Japanese: Inu ga neko (object) o oikaketa (verb)

English: The dog chased (verb) the cat (object)Winfred P. Lehmann is the first to propose the reduction of the six possible permutations of word order to just two main ones, VO and OV, in what he calls the Fundamental Principle of Placement (FPP), arguing that the subject is not a primary element of a sentence. VO languages are primarily right-branching, or head-initial: heads are generally found at the beginning of their phrases.

VO languages have a tendency to favor the use of prepositions instead of postpositions, with only 42 using postpositions of the documented 498 VO languages.Some languages, such as Finnish, Hungarian, Russian, and Yiddish, use both VO and OV constructions, but in other instances, such as Early Middle English, some dialects may use VO and others OV. Languages that contain both OV and VO construction may solidify into one or the other construction. A language that moves the verb or verb phrase more than the object will have surface VO word order, and a language that moves the object more than the verb or verb phrase will have surface OV word order.

World Atlas of Language Structures

The World Atlas of Language Structures (WALS) is a database of structural (phonological, grammatical, lexical) properties of languages gathered from descriptive materials.
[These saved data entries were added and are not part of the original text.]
//! Support for long-running, possibly non-terminating algorithms.
//!
//! The algorithms in this crate (Froidure-Pin enumeration, Knuth-Bendix
//! completion, pair-orbit congruence enumeration) may legitimately run
//! forever on infinite or undecidable instances. The [`Runner`] trait
//! gives them a common control surface: run to completion, run for a
//! bounded amount of wall-clock time, run until a caller-supplied
//! predicate holds, and cooperative cancellation from another thread.
//!
//! An implementation supplies a bounded unit of work ([`Runner::step`])
//! and a completion test ([`Runner::finished`]); the provided methods
//! loop the step and check the stopping conditions between steps. Kills
//! are wait-free: [`StopHandle::kill`] sets an atomic flag which the
//! next check-point observes.

use std::sync::atomic::{AtomicU8, Ordering};
use std::sync::Arc;
use std::time::{Duration, Instant};

/// The state of a [`Runner`].
#[derive(Debug, Copy, Clone, Eq, PartialEq)]
#[repr(u8)]
pub enum State {
    /// None of `run`, `run_for` or `run_until` has been invoked.
    NeverRun = 0,
    /// Running to completion via [`Runner::run`].
    RunningToFinish = 1,
    /// Running for a fixed amount of time via [`Runner::run_for`].
    RunningFor = 2,
    /// Running until a predicate holds via [`Runner::run_until`].
    RunningUntil = 3,
    /// A `run_for` stopped because its time budget elapsed.
    TimedOut = 4,
    /// A `run_until` stopped because the predicate returned `true`.
    StoppedByPredicate = 5,
    /// Not currently running; a run has returned.
    NotRunning = 6,
    /// Killed from another thread; the state never leaves `Dead`.
    Dead = 7,
}

impl State {
    fn from_u8(x: u8) -> Self {
        match x {
            0 => Self::NeverRun,
            1 => Self::RunningToFinish,
            2 => Self::RunningFor,
            3 => Self::RunningUntil,
            4 => Self::TimedOut,
            5 => Self::StoppedByPredicate,
            6 => Self::NotRunning,
            7 => Self::Dead,
            _ => unreachable!("invalid runner state"),
        }
    }
}

/// A handle permitting another thread to kill a running [`Runner`].
///
/// Obtained from [`Runner::stop_handle`]; cloning is cheap and all
/// clones refer to the same runner.
#[derive(Clone, Debug)]
pub struct StopHandle {
    state: Arc<AtomicU8>,
}

impl StopHandle {
    /// Kills the associated runner.
    ///
    /// Wait-free; the in-flight step is not interrupted but the next
    /// check-point will terminate the run, after which the state is
    /// [`State::Dead`] forever.
    pub fn kill(&self) {
        self.state.store(State::Dead as u8, Ordering::SeqCst);
    }

    /// Returns `true` if the associated runner has been killed.
    pub fn dead(&self) -> bool {
        self.state.load(Ordering::SeqCst) == State::Dead as u8
    }
}

/// The bookkeeping shared by every [`Runner`] implementation.
///
/// Holds the atomic state word, the timing data for `run_for`, and the
/// reporting cadence of the progress records described in the crate
/// documentation.
#[derive(Debug)]
pub struct RunnerCore {
    state: Arc<AtomicU8>,
    start_time: Option<Instant>,
    run_for: Option<Duration>,
    report_prefix: String,
    report_every: Duration,
    last_report: Option<Instant>,
}

impl Default for RunnerCore {
    fn default() -> Self {
        Self::new()
    }
}

impl Clone for RunnerCore {
    /// Copies all fields except the kill channel: the clone gets a fresh
    /// state word with the same value, so killing one copy does not kill
    /// the other.
    fn clone(&self) -> Self {
        Self {
            state: Arc::new(AtomicU8::new(self.state.load(Ordering::SeqCst))),
            start_time: self.start_time,
            run_for: self.run_for,
            report_prefix: self.report_prefix.clone(),
            report_every: self.report_every,
            last_report: self.last_report,
        }
    }
}

impl RunnerCore {
    /// Creates a core in the [`State::NeverRun`] state, reporting every
    /// second under an empty prefix.
    pub fn new() -> Self {
        Self {
            state: Arc::new(AtomicU8::new(State::NeverRun as u8)),
            start_time: None,
            run_for: None,
            report_prefix: String::new(),
            report_every: Duration::from_secs(1),
            last_report: None,
        }
    }

    /// The current state.
    pub fn state(&self) -> State {
        State::from_u8(self.state.load(Ordering::SeqCst))
    }

    /// Sets the state, unless the runner is already dead: `Dead` is
    /// absorbing, so a transition racing with a kill loses.
    fn transition(&self, new: State) {
        let _ = self
            .state
            .fetch_update(Ordering::SeqCst, Ordering::SeqCst, |cur| {
                if cur == State::Dead as u8 {
                    None
                } else {
                    Some(new as u8)
                }
            });
    }

    /// Returns `true` if the runner was killed.
    pub fn dead(&self) -> bool {
        self.state() == State::Dead
    }

    /// Returns `true` if the time budget of an in-progress `run_for` has
    /// elapsed, or the last run stopped because it did.
    pub fn timed_out(&self) -> bool {
        match self.state() {
            State::RunningFor => match (self.start_time, self.run_for) {
                (Some(start), Some(budget)) => start.elapsed() >= budget,
                _ => false,
            },
            s => s == State::TimedOut,
        }
    }

    /// Returns `true` if the runner was stopped early: killed, timed out
    /// or stopped by predicate.
    pub fn stopped(&self) -> bool {
        self.dead() || self.timed_out() || self.state() == State::StoppedByPredicate
    }

    /// The instant the current or last run started, if any run started.
    pub fn start_time(&self) -> Option<Instant> {
        self.start_time
    }

    /// Sets the prefix of the progress records of this runner.
    pub fn set_report_prefix(&mut self, prefix: &str) {
        self.report_prefix = prefix.to_owned();
    }

    /// The prefix of the progress records of this runner.
    pub fn report_prefix(&self) -> &str {
        &self.report_prefix
    }

    /// Sets the minimum interval between progress records.
    pub fn set_report_every(&mut self, interval: Duration) {
        self.report_every = interval;
    }

    /// Returns `true` when a progress record is due, and restarts the
    /// report interval. Implementations call this at their check-points
    /// and emit one newline-terminated record when it returns `true`.
    pub fn should_report(&mut self) -> bool {
        let now = Instant::now();
        match self.last_report {
            Some(last) if now.duration_since(last) < self.report_every => false,
            _ => {
                self.last_report = Some(now);
                true
            }
        }
    }
}

/// A long-running algorithm with bounded execution and cooperative
/// cancellation.
///
/// Implementations provide [`step`](Self::step), [`finished`](Self::finished)
/// and access to their [`RunnerCore`]; the driving loops are provided.
pub trait Runner {
    /// The shared runner bookkeeping.
    fn core(&self) -> &RunnerCore;

    /// The shared runner bookkeeping, mutably.
    fn core_mut(&mut self) -> &mut RunnerCore;

    /// Performs one bounded unit of work.
    ///
    /// A unit should be small enough that the stopping conditions are
    /// checked with reasonable granularity, and large enough that the
    /// checks do not dominate; long inner loops should additionally poll
    /// `self.core().dead()`.
    fn step(&mut self);

    /// Returns `true` if the problem this runner was constructed for has
    /// been completely solved, so that no further [`step`](Self::step)
    /// is required.
    fn finished(&self) -> bool;

    /// Returns `true` if this runner can make no further progress
    /// without finishing, for example because a resource limit in its
    /// settings was reached. The driving loops stop on a stalled
    /// runner; the default is never to stall.
    fn stalled(&self) -> bool {
        false
    }

    /// Runs until [`finished`](Self::finished) or killed.
    fn run(&mut self) {
        self.core().transition(State::RunningToFinish);
        self.core_mut().start_time = Some(Instant::now());
        self.core_mut().run_for = None;
        while !self.finished() && !self.stalled() && !self.core().dead() {
            self.step();
        }
        self.core()
            .transition(if self.core().dead() { State::Dead } else { State::NotRunning });
    }

    /// Runs until [`finished`](Self::finished), killed, or the given
    /// amount of wall-clock time has elapsed.
    fn run_for(&mut self, budget: Duration) {
        self.core().transition(State::RunningFor);
        self.core_mut().start_time = Some(Instant::now());
        self.core_mut().run_for = Some(budget);
        while !self.finished() && !self.stalled() && !self.core().dead() && !self.core().timed_out()
        {
            self.step();
        }
        let timed_out = self.core().timed_out() && !self.finished();
        self.core().transition(if self.core().dead() {
            State::Dead
        } else if timed_out {
            State::TimedOut
        } else {
            State::NotRunning
        });
        self.core_mut().run_for = None;
    }

    /// Runs until [`finished`](Self::finished), killed, or the given
    /// nullary predicate returns `true`.
    ///
    /// The predicate is borrowed for the duration of the call only; it
    /// is polled between units of work and never stored.
    fn run_until(&mut self, pred: &mut dyn FnMut() -> bool) {
        self.core().transition(State::RunningUntil);
        self.core_mut().start_time = Some(Instant::now());
        let mut stopped_by_predicate = false;
        while !self.finished() && !self.stalled() && !self.core().dead() {
            if pred() {
                stopped_by_predicate = true;
                break;
            }
            self.step();
        }
        self.core().transition(if self.core().dead() {
            State::Dead
        } else if stopped_by_predicate {
            State::StoppedByPredicate
        } else {
            State::NotRunning
        });
    }

    /// Kills this runner; see [`StopHandle::kill`].
    fn kill(&self) {
        self.stop_handle().kill();
    }

    /// Returns a handle through which another thread can kill this
    /// runner.
    fn stop_handle(&self) -> StopHandle {
        StopHandle {
            state: Arc::clone(&self.core().state),
        }
    }

    /// The current state.
    fn current_state(&self) -> State {
        self.core().state()
    }

    /// Returns `true` if any of `run`, `run_for` or `run_until` has been
    /// invoked.
    fn started(&self) -> bool {
        self.current_state() != State::NeverRun
    }

    /// Returns `true` if currently inside one of the run loops.
    fn running(&self) -> bool {
        matches!(
            self.current_state(),
            State::RunningToFinish | State::RunningFor | State::RunningUntil
        )
    }

    /// Returns `true` if the last run stopped early; see
    /// [`RunnerCore::stopped`].
    fn stopped(&self) -> bool {
        self.core().stopped()
    }

    /// Returns `true` if this runner was killed.
    fn dead(&self) -> bool {
        self.core().dead()
    }

    /// Returns `true` if a `run_for` ran out of time; see
    /// [`RunnerCore::timed_out`].
    fn timed_out(&self) -> bool {
        self.core().timed_out()
    }

    /// The prefix under which this runner emits its progress records.
    fn report_prefix(&self) -> &str {
        self.core().report_prefix()
    }

    /// Sets the minimum interval between progress records of this
    /// runner.
    fn report_every(&mut self, interval: Duration) {
        self.core_mut().set_report_every(interval);
    }
}

impl<R: Runner + ?Sized> Runner for Box<R> {
    fn core(&self) -> &RunnerCore {
        (**self).core()
    }

    fn core_mut(&mut self) -> &mut RunnerCore {
        (**self).core_mut()
    }

    fn step(&mut self) {
        (**self).step()
    }

    fn finished(&self) -> bool {
        (**self).finished()
    }

    fn stalled(&self) -> bool {
        (**self).stalled()
    }
}

#[cfg(test)]
pub(crate) mod tests {
    use super::*;

    /// Counts up to a target in increments of one per step, sleeping a
    /// little so that time-bounded runs can be observed.
    pub(crate) struct Counter {
        core: RunnerCore,
        pub count: u64,
        pub target: u64,
        pub step_delay: Duration,
    }

    impl Counter {
        pub(crate) fn new(target: u64, step_delay: Duration) -> Self {
            Self {
                core: RunnerCore::new(),
                count: 0,
                target,
                step_delay,
            }
        }
    }

    impl Runner for Counter {
        fn core(&self) -> &RunnerCore {
            &self.core
        }

        fn core_mut(&mut self) -> &mut RunnerCore {
            &mut self.core
        }

        fn step(&mut self) {
            std::thread::sleep(self.step_delay);
            self.count += 1;
        }

        fn finished(&self) -> bool {
            self.count >= self.target
        }
    }

    #[test]
    fn run_to_finish() {
        let mut c = Counter::new(10, Duration::from_millis(0));
        assert_eq!(c.current_state(), State::NeverRun);
        assert!(!c.started());
        c.run();
        assert!(c.finished());
        assert_eq!(c.count, 10);
        assert_eq!(c.current_state(), State::NotRunning);
        assert!(!c.stopped());
    }

    #[test]
    fn run_for_times_out() {
        let mut c = Counter::new(u64::MAX, Duration::from_millis(1));
        c.run_for(Duration::from_millis(20));
        assert!(!c.finished());
        assert_eq!(c.current_state(), State::TimedOut);
        assert!(c.timed_out());
        assert!(c.stopped());
    }

    #[test]
    fn run_until_predicate() {
        let mut c = Counter::new(u64::MAX, Duration::from_millis(0));
        let mut calls = 0u64;
        c.run_until(&mut || {
            calls += 1;
            calls > 5
        });
        assert_eq!(c.current_state(), State::StoppedByPredicate);
        assert!(c.stopped());
    }

    #[test]
    fn kill_is_absorbing() {
        let mut c = Counter::new(u64::MAX, Duration::from_millis(0));
        let handle = c.stop_handle();
        handle.kill();
        c.run();
        assert!(c.dead());
        assert_eq!(c.current_state(), State::Dead);
        // no transition leaves Dead
        c.run();
        assert_eq!(c.current_state(), State::Dead);
    }

    #[test]
    fn finished_run_is_idempotent() {
        let mut c = Counter::new(3, Duration::from_millis(0));
        c.run();
        let count = c.count;
        c.run();
        assert_eq!(c.count, count);
        assert_eq!(c.current_state(), State::NotRunning);
    }
}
It was first published by Oxford University Press as a book with CD-ROM in 2005, and was released as the second edition on the Internet in April 2008. It is maintained by the Max Planck Institute for Evolutionary Anthropology and by the Max Planck Digital Library. The editors are Martin Haspelmath, Matthew S. Dryer, David Gil and Bernard Comrie.The atlas provides information on the location, linguistic affiliation and basic typological features of a great number of the world's languages. It interacts with Google Maps. The information of the atlas is published under a Creative Commons license.